Opinion

The seven lies of health care

The practice of national politics in America is a mixture of lies and truth—an ebullient broth of misinformation, misdirection, and hype coupled with some real issues and honest beliefs.  With the help of others, I would like to catalogue the many flavors of lies in the Washington political scene. The health care reform initiative is a rich example.  So, let’s start with one basic type of lie and see how that lie associates with seven other types.

Offering a Free Lunch: Offering a free lunch is the stock and trade of politicians. On Sept. 9, 2009, President Obama said “The only thing [my] plan would eliminate is the hundreds of billions of dollars in waste and fraud, as well as unwarranted subsidies in Medicare that go to insurance companies — subsidies that do everything to pad their profits but don’t improve the care of seniors….. Reducing the waste and inefficiency in Medicare and Medicaid will pay for most of [my] plan.”

Over an operating 10-year window (2014-2023) the Medicaid expansion and new subsidies in the Senate health care bill would cost $2.5 trillion.  See, according to our President, this is a free lunch paid for by reducing waste and inefficiency.

The reality is these costs are borne through tax increases and cuts to Medicare.  People lose money to offset to offset the new spending.

Hiding the Dirty Laundry: Congress must find money every few years to keep doctors under Medicare from taking a significant hair cut.  We call this the “doc fix.” The House originally provided several hundred billion in new spending over 10 years to address these payments, but no longer.  Got a deficit, deal with it later.

Committing to Promises that Future Congresses Will Not Keep: CBO certainly does not try to hide its skepticism over the new cuts to Medicare spending per beneficiary.  These bills would have yearly reductions in costs in Medicare of 10-15% annually starting in 2019.  Politically, this will not occur.  Just like with the doc fix, Congresses will need to scramble to find money.

The Medicare actuaries, in evaluating the House bill were even more explicit in to pointing to this sham. Because of the bill’s severe cuts to Medicare, “providers for whom Medicare constitutes a substantive portion of their business could find it difficult to remain profitable and might end their participation in the program (possibly jeopardizing access to care for beneficiaries).” Because Medicare cuts would likely have to be reduced to avoid jeopardizing access to care for seniors, the provisions “will likely result in significantly smaller actual savings” than assumed.

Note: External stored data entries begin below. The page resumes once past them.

//! Hardware-free harness pieces shared by unit tests, integration tests and
//! the CLI `simulate` command.
//!
//! - [`recording`]: a cue player that records every call with a timestamp
//! - [`backend`]: an [`AudioBackend`](crate::engine::backend::AudioBackend)
//!   handing out recording players and manually fed captures
//! - [`swings`]: seeded synthetic swing recordings

pub mod backend;
pub mod recording;
pub mod swings;

pub use backend::FakeBackend;
pub use recording::{CueEvent, CueLog, RecordedCue, RecordingCuePlayer};
pub use swings::{swing_schedule, synthesize_swings, SwingRecording, SynthConfig};
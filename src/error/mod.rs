// Error types for the tempo trainer
//
// Each concern (audio I/O, tempo math, session lifecycle, catalog lookup) has
// its own enum with stable numeric codes so callers on the far side of an FFI
// or HTTP boundary can branch on them.

mod audio;
mod catalog;
mod session;

pub use audio::{log_audio_error, AudioError, AudioErrorCodes};
pub use catalog::{CatalogError, CatalogErrorCodes};
pub use session::{log_session_error, SessionError, SessionErrorCodes, TempoError};

/// Error codes for structured error reporting
///
/// This trait provides a standard way to get error codes and messages
/// from custom error types.
pub trait ErrorCode {
    /// Get the numeric error code
    fn code(&self) -> i32;

    /// Get the human-readable error message
    fn message(&self) -> String;
}
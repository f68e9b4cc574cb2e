//! Synthetic swing recordings
//!
//! A swing is modelled as a short loud burst (a swoosh or club contact)
//! over low background noise. Noise comes from a seeded RNG so a given
//! seed always produces the same samples.

use std::f32::consts::TAU;

use rand::rngs::StdRng;
use rand::{Rng, SeedableRng};

#[derive(Debug, Clone, PartialEq)]
pub struct SynthConfig {
    pub sample_rate: u32,
    /// Peak amplitude of the background noise
    pub noise_amplitude: f32,
    /// Amplitude of each swing burst
    pub burst_amplitude: f32,
    pub burst_ms: u32,
    pub burst_frequency_hz: f32,
    pub seed: u64,
}

impl Default for SynthConfig {
    fn default() -> Self {
        Self {
            sample_rate: 44_100,
            noise_amplitude: 0.01,
            burst_amplitude: 0.6,
            burst_ms: 60,
            burst_frequency_hz: 180.0,
            seed: 7,
        }
    }
}

/// Mono samples plus where the bursts were placed.
#[derive(Debug, Clone)]
pub struct SwingRecording {
    pub samples: Vec<f32>,
    pub sample_rate: u32,
    /// Burst onsets in seconds from the start of the recording
    pub burst_times_secs: Vec<f64>,
}

impl SwingRecording {
    pub fn duration_secs(&self) -> f64 {
        self.samples.len() as f64 / self.sample_rate as f64
    }
}

/// Renders `total_secs` of noise with a burst starting at each of
/// `burst_times_secs`. Bursts past the end are clipped.
pub fn synthesize_swings(
    burst_times_secs: &[f64],
    total_secs: f64,
    config: &SynthConfig,
) -> SwingRecording {
    let sample_rate = config.sample_rate.max(1);
    let total = (total_secs.max(0.0) * sample_rate as f64).round() as usize;
    let mut rng = StdRng::seed_from_u64(config.seed);

    let mut samples: Vec<f32> = if config.noise_amplitude > 0.0 {
        (0..total)
            .map(|_| rng.gen_range(-config.noise_amplitude..config.noise_amplitude))
            .collect()
    } else {
        vec![0.0; total]
    };

    let burst_len = (config.burst_ms as usize * sample_rate as usize) / 1000;
    for &onset in burst_times_secs {
        let start = (onset.max(0.0) * sample_rate as f64).round() as usize;
        let end = (start + burst_len).min(total);
        for (offset, sample) in samples[start.min(total)..end].iter_mut().enumerate() {
            let phase = TAU * config.burst_frequency_hz * offset as f32 / sample_rate as f32;
            *sample += config.burst_amplitude * phase.sin();
        }
    }

    SwingRecording {
        samples,
        sample_rate,
        burst_times_secs: burst_times_secs.to_vec(),
    }
}

/// Burst onsets for `count` swings `interval_secs` apart, starting at
/// `first_secs`, each nudged by up to `jitter_secs` either way.
pub fn swing_schedule(
    count: usize,
    first_secs: f64,
    interval_secs: f64,
    jitter_secs: f64,
    seed: u64,
) -> Vec<f64> {
    let mut rng = StdRng::seed_from_u64(seed);
    (0..count)
        .map(|i| {
            let jitter = if jitter_secs > 0.0 {
                rng.gen_range(-jitter_secs..jitter_secs)
            } else {
                0.0
            };
            (first_secs + i as f64 * interval_secs + jitter).max(0.0)
        })
        .collect()
}

#[cfg(test)]
mod tests {
    use super::*;

    #[test]
    fn test_same_seed_same_samples() {
        let config = SynthConfig::default();
        let a = synthesize_swings(&[0.5], 1.0, &config);
        let b = synthesize_swings(&[0.5], 1.0, &config);
        assert_eq!(a.samples, b.samples);
        assert_eq!(a.samples.len(), 44_100);
    }

    #[test]
    fn test_burst_is_louder_than_noise() {
        let config = SynthConfig::default();
        let rec = synthesize_swings(&[0.5], 1.0, &config);
        let rms = |s: &[f32]| (s.iter().map(|x| x * x).sum::<f32>() / s.len() as f32).sqrt();
        let quiet = rms(&rec.samples[0..2048]);
        let loud = rms(&rec.samples[22_050..22_050 + 2048]);
        assert!(quiet < 0.02, "noise rms {}", quiet);
        assert!(loud > 0.3, "burst rms {}", loud);
    }

    #[test]
    fn test_schedule_without_jitter_is_exact() {
        let times = swing_schedule(3, 1.0, 0.5, 0.0, 1);
        assert_eq!(times, vec![1.0, 1.5, 2.0]);
    }
}
//! Desktop audio I/O via cpal
//!
//! cpal streams are not `Send` on every host, so each stream lives on its
//! own thread for its whole life. The opener waits for the thread to report
//! whether the device opened, then holds a [`CpalStreamHandle`] that shuts
//! the thread (and stream) down when closed or dropped.

use std::sync::mpsc;
use std::thread::JoinHandle;

use cpal::traits::{DeviceTrait, HostTrait, StreamTrait};

use super::capture::{AudioCapture, BlockHandler};
use super::mixer::ToneMixer;
use crate::error::AudioError;

/// Pre-allocated de-interleave scratch size (frames)
const SCRATCH_FRAMES: usize = 8192;

/// Owns the thread that owns a running cpal stream.
pub struct CpalStreamHandle {
    stop_tx: Option<mpsc::Sender<()>>,
    thread: Option<JoinHandle<()>>,
    sample_rate: u32,
}

impl CpalStreamHandle {
    pub fn sample_rate(&self) -> u32 {
        self.sample_rate
    }

    pub fn close(&mut self) {
        self.stop_tx.take();
        if let Some(thread) = self.thread.take() {
            let _ = thread.join();
        }
    }
}

impl Drop for CpalStreamHandle {
    fn drop(&mut self) {
        self.close();
    }
}

/// Spawns a stream thread. `build` runs on that thread and returns the
/// stream together with its sample rate.
fn spawn_stream_thread<F>(name: &str, build: F) -> Result<CpalStreamHandle, AudioError>
where
    F: FnOnce() -> Result<(cpal::Stream, u32), AudioError> + Send + 'static,
{
    let (ready_tx, ready_rx) = mpsc::channel::<Result<u32, AudioError>>();
    let (stop_tx, stop_rx) = mpsc::channel::<()>();

    let thread = std::thread::Builder::new()
        .name(name.to_string())
        .spawn(move || {
            let (stream, sample_rate) = match build() {
                Ok(opened) => opened,
                Err(err) => {
                    let _ = ready_tx.send(Err(err));
                    return;
                }
            };
            if let Err(err) = stream.play() {
                let _ = ready_tx.send(Err(AudioError::StreamOpenFailed {
                    reason: format!("Failed to start stream: {:?}", err),
                }));
                return;
            }
            let _ = ready_tx.send(Ok(sample_rate));

            // Park until the handle is closed (sender dropped)
            let _ = stop_rx.recv();
            drop(stream);
        })
        .map_err(|err| AudioError::StreamOpenFailed {
            reason: format!("Failed to spawn {} thread: {}", name, err),
        })?;

    match ready_rx.recv() {
        Ok(Ok(sample_rate)) => Ok(CpalStreamHandle {
            stop_tx: Some(stop_tx),
            thread: Some(thread),
            sample_rate,
        }),
        Ok(Err(err)) => {
            let _ = thread.join();
            Err(err)
        }
        Err(_) => {
            let _ = thread.join();
            Err(AudioError::StreamFailure {
                reason: format!("{} thread exited before reporting", name),
            })
        }
    }
}

/// Opens the default output device and renders `mixer` into it.
///
/// Only F32 output is supported; the mono mix is copied to every channel.
pub fn open_output_stream(mixer: ToneMixer) -> Result<CpalStreamHandle, AudioError> {
    spawn_stream_thread("cue-output", move || {
        let host = cpal::default_host();
        let device = host
            .default_output_device()
            .ok_or_else(|| AudioError::DeviceUnavailable {
                details: "No default output device found".to_string(),
            })?;

        let config = device
            .default_output_config()
            .map_err(|e| AudioError::StreamOpenFailed {
                reason: format!("Failed to get default output config: {:?}", e),
            })?;

        let stream_config: cpal::StreamConfig = config.clone().into();
        let channels_count = stream_config.channels as usize;
        let sample_rate = stream_config.sample_rate.0;
        let mut mixer = mixer;

        let err_fn = |err| log::error!("[CpalOutput] Output stream error: {}", err);

        let stream = match config.sample_format() {
            cpal::SampleFormat::F32 => device.build_output_stream(
                &stream_config,
                move |data: &mut [f32], _: &cpal::OutputCallbackInfo| {
                    mixer.render(data, channels_count);
                },
                err_fn,
                None,
            ),
            _ => {
                return Err(AudioError::StreamOpenFailed {
                    reason: "Only F32 sample format is currently supported for output"
                        .to_string(),
                })
            }
        }
        .map_err(|e| AudioError::StreamOpenFailed {
            reason: format!("{:?}", e),
        })?;

        log::info!(
            "[CpalOutput] Output stream open: {} Hz, {} channel(s)",
            sample_rate,
            channels_count
        );
        Ok((stream, sample_rate))
    })
}

/// Microphone capture on the default input device.
#[derive(Default)]
pub struct CpalCapture {
    stream: Option<CpalStreamHandle>,
}

impl CpalCapture {
    pub fn new() -> Self {
        Self::default()
    }
}

impl AudioCapture for CpalCapture {
    fn start(&mut self, handler: BlockHandler) -> Result<u32, AudioError> {
        if self.stream.is_some() {
            return Err(AudioError::AlreadyRunning);
        }

        let handle = spawn_stream_thread("swing-capture", move || {
            let host = cpal::default_host();
            let device = host
                .default_input_device()
                .ok_or_else(|| AudioError::DeviceUnavailable {
                    details: "No default input device found".to_string(),
                })?;

            let config = device
                .default_input_config()
                .map_err(|e| AudioError::StreamOpenFailed {
                    reason: format!("Failed to get default input config: {:?}", e),
                })?;

            let stream_config: cpal::StreamConfig = config.clone().into();
            let channels_count = stream_config.channels as usize;
            let sample_rate = stream_config.sample_rate.0;
            let mut handler = handler;
            let mut scratch: Vec<f32> = Vec::with_capacity(SCRATCH_FRAMES);

            let err_fn = |err| log::error!("[CpalCapture] Input stream error: {}", err);

            let stream = match config.sample_format() {
                cpal::SampleFormat::F32 => device.build_input_stream(
                    &stream_config,
                    move |data: &[f32], _: &cpal::InputCallbackInfo| {
                        if channels_count <= 1 {
                            handler(data);
                        } else {
                            // De-interleave: take first channel
                            scratch.clear();
                            scratch.extend(data.chunks(channels_count).map(|frame| frame[0]));
                            handler(&scratch);
                        }
                    },
                    err_fn,
                    None,
                ),
                _ => {
                    return Err(AudioError::StreamOpenFailed {
                        reason: "Only F32 sample format is currently supported for input"
                            .to_string(),
                    })
                }
            }
            .map_err(|e| AudioError::StreamOpenFailed {
                reason: format!("{:?}", e),
            })?;

            log::info!(
                "[CpalCapture] Input stream open: {} Hz, {} channel(s)",
                sample_rate,
                channels_count
            );
            Ok((stream, sample_rate))
        })?;

        let sample_rate = handle.sample_rate();
        self.stream = Some(handle);
        Ok(sample_rate)
    }

    fn stop(&mut self) -> Result<(), AudioError> {
        if let Some(mut handle) = self.stream.take() {
            handle.close();
        }
        Ok(())
    }
}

The purported cuts are not real. This Congress just wants to pass a headache to a future Congress.

Misleading About Who Gets the Cuts: The Senate and House bill also reduces payments to Medicare Advantage.  This will raise cost for the elderly if they want to keep their Medicare Advantage plans.  Saying these cuts are primarily directed at insurers is a way of misleading people.  In response, Medicare Advantage plans will reduce benefits or increase cost-sharing for beneficiaries.

Selectively Presenting Arguments: About half of the new spending will go for subsidies that, technically, are also sent to insurance companies.  So why did our President single out payments to insurers as cut under Medicare Advantage when far more will technically go to insurers under the new subsidies. It seems like he is selectively arguing the point.

Double Counting the Cuts: Sen. Harry Reid, speaking on the Senate floor in advance of the key cloture motion at 1 a.m. said:

“And it protects America’s oldest citizens by strengthening Medicare and extending its life by nearly a decade …

“This bill also strengthens our future by cutting our towering national deficit by as much as $1.3 trillion dollars over the next 20 years ….”

As many now know, the Senator double counted the cuts.  Honestly, the cuts are being used to offset the 2.5 trillion in new spending over a 10 year window – not to save to Medicare or increase its solvency.   CBO caught him on this.

Borrowing when Medicare is Going Insolvent: Putting aside the double counting lie, you still have to reflect on a basic point raised by the Reid statements: savings from to Medicare should go to Medicare. Medicare is going broke.  Medicare needs the money.

Lies of Many Flavors: You can see here how the basic lie of a free lunch weaves with many supporting lies.  Each fits its own category and adds its own effect to the brew. There is plenty of misleading statements from all sides. I just think we should start to label the categories like it is a toolkit we can use to observe political speech.

Nandan Kenkeremath is currently President of Leading Edge Policy & Strategy, LLC.